Where in the listing does the word "Semaphore" appear? Report each line that holds it.

* DATA FOR PROCESSING:
————————
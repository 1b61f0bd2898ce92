//! HTTP client for the analyze endpoint.
//!
//! Posts a spreadsheet plus a question as multipart/form-data to
//! `{base_url}/analyze` and decodes the four-field JSON response.

use std::path::Path;
use std::sync::Arc;

use reqwest::multipart::{Form, Part};
use tokio::sync::Semaphore;
use tracing::debug;

use crate::analyze::model::{effective_question, AnalysisResponse};
use crate::config::DEFAULT_BACKEND_URL;
use crate::error::{AbaError, AbaResult};

/// Analyze endpoint client.
///
/// Clones share the same single-flight guard: at most one analysis may be
/// in flight at a time, overlapping calls fail with [`AbaError::Busy`]
/// instead of queueing.
#[derive(Clone)]
pub struct AnalyzeClient {
    base_url: String,
    client: reqwest::Client,
    inflight: Arc<Semaphore>,
}

impl AnalyzeClient {
    /// Create a client for the given backend base URL.
    pub fn new(base_url: &str) -> Self {
        // No client-side timeout: a single attempt runs until the backend
        // answers, and LLM analyses can take minutes.
        Self {
            base_url: base_url.trim_end_matches('/').to_string(),
            client: reqwest::Client::new(),
            inflight: Arc::new(Semaphore::new(1)),
        }
    }

    /// Create a client pointing at the default local backend.
    pub fn default_client() -> Self {
        Self::new(DEFAULT_BACKEND_URL)
    }

    pub fn base_url(&self) -> &str {
        &self.base_url
    }

    /// Upload a spreadsheet file and a question, returning the analysis.
    ///
    /// The file must exist; otherwise this fails before any network
    /// activity. A blank or absent question is replaced by
    /// [`model::DEFAULT_QUESTION`](crate::analyze::model::DEFAULT_QUESTION).
    pub async fn analyze(
        &self,
        file: &Path,
        question: Option<&str>,
    ) -> AbaResult<AnalysisResponse> {
        if !file.is_file() {
            return Err(AbaError::MissingFile(file.to_path_buf()));
        }

        let bytes = tokio::fs::read(file).await?;
        let file_name = file
            .file_name()
            .and_then(|n| n.to_str())
            .unwrap_or("upload")
            .to_string();

        self.analyze_bytes(&file_name, bytes, question).await
    }

    /// Submit raw spreadsheet bytes under the given file name.
    ///
    /// Used by the front server, which receives the bytes from the browser
    /// rather than from disk.
    pub async fn analyze_bytes(
        &self,
        file_name: &str,
        bytes: Vec<u8>,
        question: Option<&str>,
    ) -> AbaResult<AnalysisResponse> {
        let _permit = self.inflight.try_acquire().map_err(|_| AbaError::Busy)?;

        let question = effective_question(question);
        let part = Part::bytes(bytes)
            .file_name(file_name.to_string())
            .mime_str(content_type_for(file_name))?;
        let form = Form::new().part("file", part).text("question", question);

        debug!(file = file_name, "Submitting spreadsheet for analysis");

        let response = self
            .client
            .post(format!("{}/analyze", self.base_url))
            .multipart(form)
            .send()
            .await?;

        if !response.status().is_success() {
            let status = response.status().as_u16();
            let body = response.text().await.unwrap_or_default();
            return Err(AbaError::Server { status, body });
        }

        let analysis: AnalysisResponse = response.json().await?;
        debug!("Analysis complete");

        Ok(analysis)
    }

    /// Check if the analysis backend is reachable.
    pub async fn health_check(&self) -> AbaResult<bool> {
        let response = self
            .client
            .get(format!("{}/", self.base_url))
            .send()
            .await;

        match response {
            Ok(resp) => Ok(resp.status().is_success()),
            Err(_) => Ok(false),
        }
    }
}

/// Content type for an upload, inferred from the file extension.
fn content_type_for(file_name: &str) -> &'static str {
    let ext = Path::new(file_name)
        .extension()
        .and_then(|e| e.to_str())
        .map(|e| e.to_ascii_lowercase());

    match ext.as_deref() {
        Some("csv") => "text/csv",
        Some("xlsx") => "application/vnd.openxmlformats-officedocument.spreadsheetml.sheet",
        Some("xls") => "application/vnd.ms-excel",
        _ => "application/octet-stream",
    }
}
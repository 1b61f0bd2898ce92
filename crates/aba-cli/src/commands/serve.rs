//! Front server command.

use anyhow::Result;
use clap::Args;
use colored::Colorize;

use aba_core::analyze::AnalyzeClient;
use aba_core::config::Config;

#[derive(Args)]
pub struct ServeArgs {
    /// Port to listen on
    #[arg(long, default_value = "3000")]
    pub port: u16,

    /// Host to bind to
    #[arg(long, default_value = "127.0.0.1")]
    pub host: String,
}

pub async fn execute(args: ServeArgs, config: &Config) -> Result<()> {
    let client = AnalyzeClient::new(&config.backend_url);

    println!();
    println!("  {} {}", "ABA".cyan().bold(), "Front Server".bold());
    println!();
    println!("  {}      http://{}:{}", "Form".green(), args.host, args.port);
    println!(
        "  {}   http://{}:{}/analyze",
        "Analyze".green(),
        args.host,
        args.port
    );
    println!("  {}   {}", "Backend".green(), config.backend_url);
    println!();
    println!("  {}", "Ctrl+C to stop".dimmed());
    println!();

    aba_web::run_server(client, &args.host, args.port).await?;

    Ok(())
}
//! Route handlers.

pub mod analyze;
pub mod index;
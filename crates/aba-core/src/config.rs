//! Backend endpoint configuration.
//!
//! Plain data, injected into the places that need it. Resolution order:
//! explicit override (CLI flag or `ABA_BACKEND_URL`, both handled by the
//! CLI) > `.aba/config.toml` in the project directory > compiled-in default.

use serde::{Deserialize, Serialize};
use std::path::Path;

use crate::error::{AbaError, AbaResult};

/// Default backend base URL.
pub const DEFAULT_BACKEND_URL: &str = "http://127.0.0.1:8000";

/// Resolved client configuration.
#[derive(Debug, Clone, Serialize, Deserialize)]
pub struct Config {
    /// Base URL of the analysis backend.
    pub backend_url: String,
}

impl Default for Config {
    fn default() -> Self {
        Self {
            backend_url: DEFAULT_BACKEND_URL.to_string(),
        }
    }
}

impl Config {
    /// Load configuration from `.aba/config.toml` under the project
    /// directory, falling back to defaults when the file does not exist.
    pub fn load(project_dir: &Path) -> AbaResult<Self> {
        let path = project_dir.join(".aba/config.toml");
        if !path.is_file() {
            return Ok(Self::default());
        }

        let raw = std::fs::read_to_string(&path)?;
        toml::from_str(&raw).map_err(|e| AbaError::config(format!("{}: {}", path.display(), e)))
    }

    /// Apply an explicit backend URL override, if any.
    pub fn with_backend_url(mut self, url: Option<String>) -> Self {
        if let Some(url) = url {
            self.backend_url = url;
        }
        self
    }
}
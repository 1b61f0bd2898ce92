//! Analyze command.

use anyhow::Result;
use clap::Args;
use colored::Colorize;
use indicatif::{ProgressBar, ProgressStyle};
use std::path::PathBuf;
use std::time::Duration;
use tracing::debug;

use aba_core::analyze::AnalyzeClient;
use aba_core::config::Config;

use crate::output;

#[derive(Args)]
pub struct AnalyzeArgs {
    /// Spreadsheet file to analyze (csv, xlsx, xls)
    pub file: PathBuf,

    /// Question to ask about the data
    #[arg(short, long)]
    pub question: Option<String>,
}

pub async fn execute(args: AnalyzeArgs, config: &Config) -> Result<()> {
    let client = AnalyzeClient::new(&config.backend_url);
    debug!(backend = %config.backend_url, file = %args.file.display(), "Submitting analysis");

    let spinner = ProgressBar::new_spinner();
    spinner.set_style(ProgressStyle::with_template("{spinner:.cyan} {msg}")?);
    spinner.enable_steady_tick(Duration::from_millis(80));
    spinner.set_message("Uploading and analyzing...");

    let result = client.analyze(&args.file, args.question.as_deref()).await;
    spinner.finish_and_clear();

    let analysis = result?;

    println!("{} {}", "✓".green().bold(), "Analysis complete.".bold());
    println!();
    output::print_analysis(&analysis);

    Ok(())
}
//! ABA Front Server
//!
//! Axum-based server for the upload-and-analyze form: serves the embedded
//! single-page form and forwards `/analyze` submissions to the configured
//! analysis backend.

pub mod routes;
pub mod state;

use axum::{
    routing::{get, post},
    Router,
};
use tower_http::{
    cors::{Any, CorsLayer},
    trace::TraceLayer,
};

use aba_core::analyze::AnalyzeClient;
use state::AppState;

/// Create the application router.
pub fn create_router(state: AppState) -> Router {
    let cors = CorsLayer::new()
        .allow_origin(Any)
        .allow_methods(Any)
        .allow_headers(Any);

    Router::new()
        .route("/", get(routes::index::index))
        .route("/analyze", post(routes::analyze::analyze))
        .layer(TraceLayer::new_for_http())
        .layer(cors)
        .with_state(state)
}

/// Run the front server.
pub async fn run_server(client: AnalyzeClient, host: &str, port: u16) -> anyhow::Result<()> {
    let state = AppState::new(client);
    let app = create_router(state);

    let listener = tokio::net::TcpListener::bind(format!("{}:{}", host, port)).await?;
    tracing::info!("Front server listening on http://{}:{}", host, port);

    axum::serve(listener, app).await?;
    Ok(())
}
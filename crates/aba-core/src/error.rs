//! Centralized error types for ABA.

use std::path::PathBuf;
use thiserror::Error;

/// Main error type for ABA operations.
#[derive(Error, Debug)]
pub enum AbaError {
    #[error("No such file: {}", .0.display())]
    MissingFile(PathBuf),

    #[error("Server returned {status}: {body}")]
    Server { status: u16, body: String },

    #[error("An analysis is already in flight")]
    Busy,

    #[error("Request failed: {0}")]
    Transport(#[from] reqwest::Error),

    #[error("JSON error: {0}")]
    Json(#[from] serde_json::Error),

    #[error("IO error: {0}")]
    Io(#[from] std::io::Error),

    #[error("Configuration error: {0}")]
    Config(String),
}

/// Result type for ABA operations.
pub type AbaResult<T> = Result<T, AbaError>;

impl AbaError {
    /// Create a configuration error.
    pub fn config(msg: impl Into<String>) -> Self {
        Self::Config(msg.into())
    }
}
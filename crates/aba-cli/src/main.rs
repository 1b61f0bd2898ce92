//! ABA CLI - AI Business Analyst
//!
//! Upload a spreadsheet and a question to the analysis backend from the
//! terminal, or run the front server for the browser form.

use anyhow::Result;
use clap::Parser;
use tracing_subscriber::{layer::SubscriberExt, util::SubscriberInitExt};

mod commands;
mod output;

use commands::Cli;

/// Initialize tracing.
///
/// Output goes to stderr so it never interleaves with analysis results on
/// stdout.
fn init_tracing() {
    let env_filter = tracing_subscriber::EnvFilter::try_from_default_env()
        .unwrap_or_else(|_| "aba=info,aba_core=info,aba_web=debug".into());

    tracing_subscriber::registry()
        .with(env_filter)
        .with(tracing_subscriber::fmt::layer().with_writer(std::io::stderr))
        .init();
}

#[tokio::main]
async fn main() -> Result<()> {
    init_tracing();

    let cli = Cli::parse();
    cli.execute().await
}
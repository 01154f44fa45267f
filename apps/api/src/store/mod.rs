//! Shared persistence plumbing for the practice-log and video-log stores.

pub mod filters;

use sqlx::postgres::PgQueryResult;
use thiserror::Error;

pub use filters::{
    by_id, by_label_ids, by_username, date_before, is_monthly_progress, SqlFilter, Table,
};

pub const LOG_ENTRY_TABLE: &str = "log_entries";
pub const LOG_LABEL_TABLE: &str = "log_labels";
pub const ASSOCIATION_LOG_ENTRY_LABEL_TABLE: &str = "association_log_entries_labels";
pub const VIDEO_LOG_ENTRY_TABLE: &str = "video_log_entries";
pub const VIDEO_LOG_PROFILE_TABLE: &str = "video_log_profiles";
pub const PROGRESS_SUMMARY_TABLE: &str = "progress_summaries";

#[derive(Debug, Error)]
pub enum StoreError {
    #[error("query failed: {0}")]
    Query(#[from] sqlx::Error),

    /// An UPDATE or DELETE matched nothing.
    #[error("no row was affected in {table} for {id}")]
    NoRowsAffected { table: &'static str, id: String },

    #[error("failed to construct query: {0}")]
    InvalidFilter(String),

    #[error("corrupt row: {0}")]
    Corrupt(String),
}

impl StoreError {
    pub fn is_foreign_key_violation(&self) -> bool {
        match self {
            StoreError::Query(sqlx::Error::Database(db_err)) => db_err.is_foreign_key_violation(),
            _ => false,
        }
    }
}

/// Promotes "zero rows affected" into an explicit error.
pub fn require_rows_affected(
    result: PgQueryResult,
    table: &'static str,
    id: impl ToString,
) -> Result<u64, StoreError> {
    match result.rows_affected() {
        0 => Err(StoreError::NoRowsAffected {
            table,
            id: id.to_string(),
        }),
        n => Ok(n),
    }
}
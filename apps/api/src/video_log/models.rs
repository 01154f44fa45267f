use std::collections::HashMap;
use std::fmt;
use std::str::FromStr;

use chrono::{DateTime, Utc};
use serde::{Deserialize, Serialize};
use uuid::Uuid;

use crate::youtube::Thumbnail;

#[derive(Debug, Clone, Copy, PartialEq, Eq, Serialize, Deserialize)]
#[serde(rename_all = "lowercase")]
pub enum Orientation {
    Landscape,
    Portrait,
}

impl Orientation {
    pub fn as_str(self) -> &'static str {
        match self {
            Orientation::Landscape => "landscape",
            Orientation::Portrait => "portrait",
        }
    }
}

impl FromStr for Orientation {
    type Err = String;

    fn from_str(s: &str) -> Result<Self, Self::Err> {
        match s {
            "landscape" => Ok(Orientation::Landscape),
            "portrait" => Ok(Orientation::Portrait),
            other => Err(format!("{other} is not a video orientation")),
        }
    }
}

/// Who may read a profile's video log and summaries besides its owner.
/// Only `Public` opens it up; `Unlisted` is gated like `Private`.
#[derive(Debug, Clone, Copy, PartialEq, Eq, Serialize, Deserialize)]
#[serde(rename_all = "UPPERCASE")]
pub enum Privacy {
    Public,
    Unlisted,
    Private,
}

impl Privacy {
    pub fn as_str(self) -> &'static str {
        match self {
            Privacy::Public => "PUBLIC",
            Privacy::Unlisted => "UNLISTED",
            Privacy::Private => "PRIVATE",
        }
    }
}

impl fmt::Display for Privacy {
    fn fmt(&self, f: &mut fmt::Formatter<'_>) -> fmt::Result {
        f.write_str(self.as_str())
    }
}

impl FromStr for Privacy {
    type Err = String;

    fn from_str(s: &str) -> Result<Self, Self::Err> {
        match s {
            "PUBLIC" => Ok(Privacy::Public),
            "UNLISTED" => Ok(Privacy::Unlisted),
            "PRIVATE" => Ok(Privacy::Private),
            other => Err(format!("{other} is not a valid option for privacy setting")),
        }
    }
}

/// Metadata of one uploaded practice video.
#[derive(Debug, Clone, PartialEq, Serialize, Deserialize)]
pub struct VideoLogEntry {
    /// YouTube video id.
    pub id: String,
    pub username: String,
    pub published: DateTime<Utc>,
    pub video_orientation: Orientation,
    pub title: String,
    pub description: String,
    pub is_monthly_progress: bool,
    pub thumbnails: HashMap<String, Thumbnail>,
    /// Owner's practice minutes logged strictly before `published`.
    pub minutes_of_guitar_practice: i32,
}

#[derive(Debug, Clone, PartialEq, Eq, Serialize, Deserialize)]
pub struct Profile {
    pub id: String,
    pub username: String,
    pub privacy: Privacy,
}

/// Free-text write-up for one month of practice.
#[derive(Debug, Clone, PartialEq, Eq, Serialize, Deserialize)]
pub struct ProgressSummary {
    #[serde(default)]
    pub id: Uuid,
    #[serde(default)]
    pub username: String,
    pub year: i32,
    pub month: i32,
    pub title: String,
    #[serde(default)]
    pub subtitle: String,
    #[serde(default)]
    pub body: String,
}
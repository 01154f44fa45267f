use std::collections::HashMap;

use chrono::{DateTime, Utc};
use sqlx::types::Json;
use sqlx::FromRow;
use uuid::Uuid;

use super::models::{Profile, ProgressSummary, VideoLogEntry};
use crate::store::StoreError;
use crate::youtube::Thumbnail;

#[derive(Debug, Clone, FromRow)]
pub struct VideoLogEntryRow {
    pub id: String,
    pub username: String,
    pub published: DateTime<Utc>,
    pub video_orientation: String,
    pub title: String,
    pub description: String,
    pub is_monthly_progress: bool,
    pub thumbnails: Json<HashMap<String, Thumbnail>>,
    pub minutes_of_guitar_practice: i32,
}

impl VideoLogEntryRow {
    pub fn from_model(entry: &VideoLogEntry) -> Self {
        Self {
            id: entry.id.clone(),
            username: entry.username.clone(),
            published: entry.published,
            video_orientation: entry.video_orientation.as_str().to_string(),
            title: entry.title.clone(),
            description: entry.description.clone(),
            is_monthly_progress: entry.is_monthly_progress,
            thumbnails: Json(entry.thumbnails.clone()),
            minutes_of_guitar_practice: entry.minutes_of_guitar_practice,
        }
    }

    pub fn into_model(self) -> Result<VideoLogEntry, StoreError> {
        Ok(VideoLogEntry {
            video_orientation: self
                .video_orientation
                .parse()
                .map_err(|e| StoreError::Corrupt(format!("video {}: {e}", self.id)))?,
            id: self.id,
            username: self.username,
            published: self.published,
            title: self.title,
            description: self.description,
            is_monthly_progress: self.is_monthly_progress,
            thumbnails: self.thumbnails.0,
            minutes_of_guitar_practice: self.minutes_of_guitar_practice,
        })
    }
}

#[derive(Debug, Clone, FromRow)]
pub struct ProfileRow {
    pub id: String,
    pub username: String,
    pub privacy: String,
}

impl ProfileRow {
    pub fn into_model(self) -> Result<Profile, StoreError> {
        Ok(Profile {
            privacy: self
                .privacy
                .parse()
                .map_err(|e| StoreError::Corrupt(format!("profile {}: {e}", self.id)))?,
            id: self.id,
            username: self.username,
        })
    }
}

#[derive(Debug, Clone, FromRow)]
pub struct ProgressSummaryRow {
    pub id: Uuid,
    pub username: String,
    pub year: i32,
    pub month: i32,
    pub title: String,
    pub subtitle: String,
    pub body: String,
}

impl From<ProgressSummaryRow> for ProgressSummary {
    fn from(row: ProgressSummaryRow) -> Self {
        ProgressSummary {
            id: row.id,
            username: row.username,
            year: row.year,
            month: row.month,
            title: row.title,
            subtitle: row.subtitle,
            body: row.body,
        }
    }
}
————————
* RESPONSE TO THIS TASK:
use tokio::sync::Semaphore;
    inflight: Arc<Semaphore>,
            inflight: Arc::new(Semaphore::new(1)),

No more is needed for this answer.